Department of Computer Science, The University of Tokyo, 7-3-1 Hongo, Bunkyo-ku, Tokyo, 113-8656, Japan.
Human Genome Center, the Institute of Medical Science, The University of Tokyo, 4-6-1 Shirokanedai, Minato-ku, Tokyo, 108-8639, Japan.
BMC Bioinformatics. 2021 Jun 2;22(Suppl 6):128. doi: 10.1186/s12859-021-03999-8.
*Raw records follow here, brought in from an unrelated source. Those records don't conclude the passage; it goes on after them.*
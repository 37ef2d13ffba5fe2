use eframe::egui;
use std::sync::atomic::{AtomicUsize, Ordering};
use std::sync::{Arc, Mutex};

#[derive(Clone, Default)]
pub struct MockCtx {
    pub commands: Arc<Mutex<Vec<egui::ViewportCommand>>>,
    pub repaints: Arc<AtomicUsize>,
}

impl sec_clock::visibility::ViewportCtx for MockCtx {
    fn send_viewport_cmd(&self, cmd: egui::ViewportCommand) {
        self.commands.lock().unwrap().push(cmd);
    }

    fn request_repaint(&self) {
        self.repaints.fetch_add(1, Ordering::SeqCst);
    }
}
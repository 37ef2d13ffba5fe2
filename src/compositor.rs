use eframe::egui;
use image::imageops::FilterType;
use image::{DynamicImage, GrayImage, Rgb, RgbImage, RgbaImage};

/// Fill color of the placeholder shown when no background could be loaded.
pub const PLACEHOLDER_RGB: [u8; 3] = [0x33, 0x33, 0x33];

/// Resize `source` to `size` and use `mask` as its alpha channel.
///
/// The output depends only on the source pixels, the target size and the
/// mask pixels. A mask of a different size is resampled to `size` first.
pub fn composite(source: &DynamicImage, size: (u32, u32), mask: &GrayImage) -> RgbaImage {
    let (width, height) = size;
    let rgb = source.to_rgb8();
    let resized = if rgb.dimensions() == size {
        rgb
    } else {
        image::imageops::resize(&rgb, width, height, FilterType::Lanczos3)
    };
    apply_mask(&resized, mask)
}

/// Solid placeholder cut out by the same mask as a real background.
pub fn placeholder(size: (u32, u32), mask: &GrayImage) -> RgbaImage {
    let fill = RgbImage::from_pixel(size.0, size.1, Rgb(PLACEHOLDER_RGB));
    apply_mask(&fill, mask)
}

fn apply_mask(rgb: &RgbImage, mask: &GrayImage) -> RgbaImage {
    let (width, height) = rgb.dimensions();
    let resized_mask;
    let mask = if mask.dimensions() == (width, height) {
        mask
    } else {
        resized_mask = image::imageops::resize(mask, width, height, FilterType::Lanczos3);
        &resized_mask
    };
    RgbaImage::from_fn(width, height, |x, y| {
        let [r, g, b] = rgb.get_pixel(x, y).0;
        let [a] = mask.get_pixel(x, y).0;
        image::Rgba([r, g, b, a])
    })
}

pub fn to_color_image(image: &RgbaImage) -> egui::ColorImage {
    let size = [image.width() as usize, image.height() as usize];
    egui::ColorImage::from_rgba_unmultiplied(size, image.as_raw())
}
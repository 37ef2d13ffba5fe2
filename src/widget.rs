use crate::background::{
    BackgroundController, BackgroundJob, BackgroundLoader, BackgroundOutcome, BackgroundSource,
    ImageFetcher, REMOTE_URLS,
};
use crate::clock::{ClockView, TickChanges};
use crate::compositor::placeholder;
use crate::glyph::ClockFont;
use crate::mask::MaskProvider;
use crate::paths::AppPaths;
use crate::settings::{Settings, SettingsStore, SizePreset};
use chrono::NaiveTime;
use image::{GrayImage, RgbaImage};
use std::sync::Arc;

pub const BUTTON_SIZE: f32 = 25.0;
const BUTTON_MARGIN: f32 = 10.0;

#[derive(Debug, Clone, Copy, PartialEq, Eq)]
pub enum WidgetButton {
    Settings,
    Rotate,
    Close,
}

#[derive(Debug, Clone, Copy, PartialEq)]
pub struct ButtonRect {
    pub x: f32,
    pub y: f32,
    pub width: f32,
    pub height: f32,
}

impl ButtonRect {
    fn square(x: f32, y: f32) -> Self {
        Self {
            x,
            y,
            width: BUTTON_SIZE,
            height: BUTTON_SIZE,
        }
    }

    /// Edges are inclusive.
    pub fn contains(&self, x: f32, y: f32) -> bool {
        x >= self.x && x <= self.x + self.width && y >= self.y && y <= self.y + self.height
    }
}

/// Positions of the fixed-role buttons for a canvas of a given width.
#[derive(Debug, Clone, Copy, PartialEq)]
pub struct ButtonLayout {
    pub settings: ButtonRect,
    pub rotate: ButtonRect,
    pub close: ButtonRect,
}

impl ButtonLayout {
    pub fn for_width(width: u32) -> Self {
        let w = width as f32;
        Self {
            settings: ButtonRect::square(BUTTON_MARGIN, BUTTON_MARGIN),
            rotate: ButtonRect::square(w - 70.0, BUTTON_MARGIN),
            close: ButtonRect::square(w - 35.0, BUTTON_MARGIN),
        }
    }

    pub fn buttons(&self) -> [(WidgetButton, ButtonRect); 3] {
        [
            (WidgetButton::Settings, self.settings),
            (WidgetButton::Rotate, self.rotate),
            (WidgetButton::Close, self.close),
        ]
    }

    pub fn hit(&self, x: f32, y: f32) -> Option<WidgetButton> {
        self.buttons()
            .into_iter()
            .find(|(_, rect)| rect.contains(x, y))
            .map(|(button, _)| button)
    }
}

/// Pointer state observed by the front end in one frame.
#[derive(Debug, Clone, Copy, PartialEq, Eq)]
pub struct PointerSample {
    pub primary_down: bool,
    /// A button was released this frame.
    pub released: bool,
    /// The pointer is over the window.
    pub inside: bool,
}

#[derive(Debug, Clone, Copy, PartialEq, Eq)]
pub enum Lifecycle {
    Running,
    Reconfiguring,
}

fn can_transition(from: Lifecycle, to: Lifecycle) -> bool {
    matches!(
        (from, to),
        (Lifecycle::Running, Lifecycle::Reconfiguring) | (Lifecycle::Reconfiguring, Lifecycle::Running)
    )
}

#[derive(Debug, Clone, Copy, Default)]
struct DragState {
    enabled: bool,
    anchor: Option<(f32, f32)>,
}

/// Background bitmap currently on display.
#[derive(Debug, Clone)]
pub struct Composite {
    pub image: Arc<RgbaImage>,
    pub placeholder: bool,
    pub source: Option<BackgroundSource>,
    /// Increases every time a new composite is installed.
    pub revision: u64,
}

#[derive(Debug, Clone, PartialEq, Eq)]
pub struct ReconfigureReport {
    pub preset: SizePreset,
    pub canvas: (u32, u32),
    pub font_loaded: bool,
    pub local_background: bool,
}

/// Toolkit independent state of the clock window.
pub struct ClockWidget {
    store: SettingsStore,
    paths: AppPaths,
    masks: MaskProvider,
    font: Option<ClockFont>,
    preset: SizePreset,
    mask: GrayImage,
    position: (i32, i32),
    clock: Option<ClockView>,
    remote_urls: Vec<String>,
    background: BackgroundController,
    loader: BackgroundLoader,
    composite: Option<Composite>,
    composite_revision: u64,
    generation: u64,
    buttons: ButtonLayout,
    drag: DragState,
    lifecycle: Lifecycle,
}

impl ClockWidget {
    pub fn new(
        paths: AppPaths,
        store: SettingsStore,
        fetcher: Arc<dyn ImageFetcher>,
        now: NaiveTime,
    ) -> Self {
        let urls = REMOTE_URLS.iter().map(|u| u.to_string()).collect();
        Self::with_remote_urls(paths, store, fetcher, urls, now)
    }

    /// Like [`ClockWidget::new`] but rotating through `urls` online.
    pub fn with_remote_urls(
        paths: AppPaths,
        store: SettingsStore,
        fetcher: Arc<dyn ImageFetcher>,
        urls: Vec<String>,
        now: NaiveTime,
    ) -> Self {
        let masks = MaskProvider::new(paths.clone());
        let settings = store.settings().clone();
        let preset = settings.window_size;
        let mut widget = Self {
            font: load_font(&paths, &settings),
            mask: masks.mask_for(preset),
            position: (settings.window_x, settings.window_y),
            clock: None,
            background: BackgroundController::with_remote_urls(&settings, urls.clone()),
            remote_urls: urls,
            loader: BackgroundLoader::new(fetcher, masks.clone()),
            composite: None,
            composite_revision: 0,
            generation: 0,
            buttons: ButtonLayout::for_width(preset.dimensions().0),
            drag: DragState {
                enabled: !settings.lock_dragging,
                anchor: None,
            },
            lifecycle: Lifecycle::Running,
            masks,
            preset,
            paths,
            store,
        };
        widget.start_background();
        widget.rebuild_clock(now);
        widget
    }

    /// Called by the loader after each outcome is queued.
    pub fn set_waker(&mut self, waker: impl Fn() + Send + Sync + 'static) {
        self.loader.set_waker(waker);
    }

    pub fn settings(&self) -> &Settings {
        self.store.settings()
    }

    pub fn store(&self) -> &SettingsStore {
        &self.store
    }

    pub fn preset(&self) -> SizePreset {
        self.preset
    }

    pub fn canvas_size(&self) -> (u32, u32) {
        self.preset.dimensions()
    }

    pub fn mask(&self) -> &GrayImage {
        &self.mask
    }

    pub fn position(&self) -> (i32, i32) {
        self.position
    }

    pub fn clock(&self) -> Option<&ClockView> {
        self.clock.as_ref()
    }

    pub fn composite(&self) -> Option<&Composite> {
        self.composite.as_ref()
    }

    pub fn buttons(&self) -> &ButtonLayout {
        &self.buttons
    }

    pub fn lifecycle(&self) -> Lifecycle {
        self.lifecycle
    }

    pub fn background(&self) -> &BackgroundController {
        &self.background
    }

    pub fn font_loaded(&self) -> bool {
        self.font.is_some()
    }

    pub fn tick(&mut self, now: NaiveTime) -> TickChanges {
        match self.clock.as_mut() {
            Some(clock) => clock.tick(now),
            None => TickChanges::default(),
        }
    }

    /// Load the next background in the rotation on a worker thread.
    pub fn refresh_background(&mut self) {
        self.generation += 1;
        let job = self
            .background
            .refresh_job(&mut self.store, self.preset, self.generation);
        self.submit(job);
    }

    /// Install finished background work. Outcomes from an older generation
    /// are dropped. Returns `true` when a new composite was installed.
    pub fn poll_background(&mut self) -> bool {
        let mut installed = false;
        while let Some(outcome) = self.loader.try_recv() {
            installed |= self.accept(outcome);
        }
        installed
    }

    /// Block up to `timeout` for the next outcome. Used by tests and at
    /// startup.
    pub fn wait_for_background(&mut self, timeout: std::time::Duration) -> bool {
        let deadline = std::time::Instant::now() + timeout;
        loop {
            let remaining = deadline.saturating_duration_since(std::time::Instant::now());
            match self.loader.recv_timeout(remaining) {
                Some(outcome) => {
                    if self.accept(outcome) {
                        return true;
                    }
                }
                None => return false,
            }
        }
    }

    pub fn drag_enabled(&self) -> bool {
        self.drag.enabled
    }

    pub fn is_dragging(&self) -> bool {
        self.drag.anchor.is_some()
    }

    /// Start moving the window from `pointer` (canvas coordinates). Ignored
    /// while dragging is locked or when the pointer is over a button.
    pub fn begin_drag(&mut self, pointer: (f32, f32)) -> bool {
        if !self.drag.enabled || self.buttons.hit(pointer.0, pointer.1).is_some() {
            return false;
        }
        self.drag.anchor = Some(pointer);
        true
    }

    /// Record where the window moved to during a drag.
    pub fn drag_to(&mut self, window_pos: (i32, i32)) {
        if self.drag.anchor.is_none() || window_pos == self.position {
            return;
        }
        self.position = window_pos;
        if self.store.settings().remember_position {
            self.store.update(|s| {
                s.window_x = window_pos.0;
                s.window_y = window_pos.1;
            });
        }
    }

    pub fn end_drag(&mut self) {
        self.drag.anchor = None;
    }

    /// End a drag whose button release may have been swallowed by the OS
    /// move loop. Returns whether a drag was ended.
    pub fn settle_drag(&mut self, pointer: PointerSample) -> bool {
        if !self.is_dragging() {
            return false;
        }
        if pointer.primary_down && !pointer.released && pointer.inside {
            return false;
        }
        tracing::debug!(?pointer, position = ?self.position, "drag finished");
        self.end_drag();
        true
    }

    /// Track a move that did not come from a drag, e.g. the window manager
    /// placing the window. Nothing is persisted.
    pub fn observe_position(&mut self, window_pos: (i32, i32)) {
        if self.drag.anchor.is_none() {
            self.position = window_pos;
        }
    }

    /// Apply `new` to the live widget without restarting.
    ///
    /// Every step substitutes a default on failure, so the buttons and drag
    /// binding are always rebuilt.
    pub fn reconfigure(&mut self, new: Settings, now: NaiveTime) -> ReconfigureReport {
        self.transition(Lifecycle::Reconfiguring);

        self.store.replace(new.clone());
        self.font = load_font(&self.paths, &new);
        self.background = BackgroundController::with_remote_urls(&new, self.remote_urls.clone());
        self.preset = new.window_size;
        self.mask = self.masks.mask_for(self.preset);

        self.clock = None;
        self.composite = None;
        self.drag = DragState::default();

        self.start_background();
        self.rebuild_clock(now);

        self.buttons = ButtonLayout::for_width(self.canvas_size().0);
        self.drag.enabled = !new.lock_dragging;

        self.transition(Lifecycle::Running);
        let report = ReconfigureReport {
            preset: self.preset,
            canvas: self.canvas_size(),
            font_loaded: self.font.is_some(),
            local_background: self.background.is_local(),
        };
        tracing::info!(?report, "widget reconfigured");
        report
    }

    fn transition(&mut self, to: Lifecycle) {
        if !can_transition(self.lifecycle, to) {
            tracing::warn!(from = ?self.lifecycle, ?to, "unexpected lifecycle transition");
        }
        self.lifecycle = to;
    }

    // Shows the placeholder right away and loads the real background at the
    // current size, ignoring whatever was loaded before.
    fn start_background(&mut self) {
        self.generation += 1;
        let size = self.canvas_size();
        self.install(Arc::new(placeholder(size, &self.mask)), true, None);
        let job = self
            .background
            .initial_job(&mut self.store, self.preset, self.generation);
        self.submit(job);
    }

    fn submit(&self, job: Option<BackgroundJob>) {
        match job {
            Some(job) => {
                tracing::debug!(source = %job.source, generation = job.generation, "loading background");
                self.loader.submit(job);
            }
            None => tracing::warn!("no background source available"),
        }
    }

    fn accept(&mut self, outcome: BackgroundOutcome) -> bool {
        if outcome.generation != self.generation {
            tracing::debug!(
                stale = outcome.generation,
                current = self.generation,
                "dropping stale background"
            );
            return false;
        }
        if outcome.image.dimensions() != self.canvas_size() {
            tracing::warn!(size = ?outcome.image.dimensions(), "background size mismatch; dropping");
            return false;
        }
        self.install(Arc::new(outcome.image), outcome.placeholder, Some(outcome.source));
        true
    }

    fn install(&mut self, image: Arc<RgbaImage>, placeholder: bool, source: Option<BackgroundSource>) {
        self.composite_revision += 1;
        self.composite = Some(Composite {
            image,
            placeholder,
            source,
            revision: self.composite_revision,
        });
    }

    fn rebuild_clock(&mut self, now: NaiveTime) {
        let settings = self.store.settings();
        self.clock = Some(ClockView::build(
            now,
            self.font.as_ref(),
            settings.font_rgb(),
            settings.font_size,
            self.canvas_size(),
        ));
    }
}

fn load_font(paths: &AppPaths, settings: &Settings) -> Option<ClockFont> {
    let path = paths.font_file();
    match ClockFont::load(&path, settings.font_size) {
        Ok(font) => {
            tracing::info!(path = %path.display(), size = settings.font_size, "clock font loaded");
            Some(font)
        }
        Err(e) => {
            tracing::warn!("clock font unavailable: {e:#}; using fallback clock");
            None
        }
    }
}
Understanding the functional effects of non-coding variants is important as they are often associated with gene-expression alteration and disease development. Over the past few years, many computational tools have been developed to predict their functional impact. However, the intrinsic difficulty in dealing with the scarcity of data leads to the necessity to further improve the algorithms. In this work, we propose a novel method, employing a semi-supervised deep-learning model with pseudo labels, which takes advantage of learning from both experimentally annotated and unannotated data.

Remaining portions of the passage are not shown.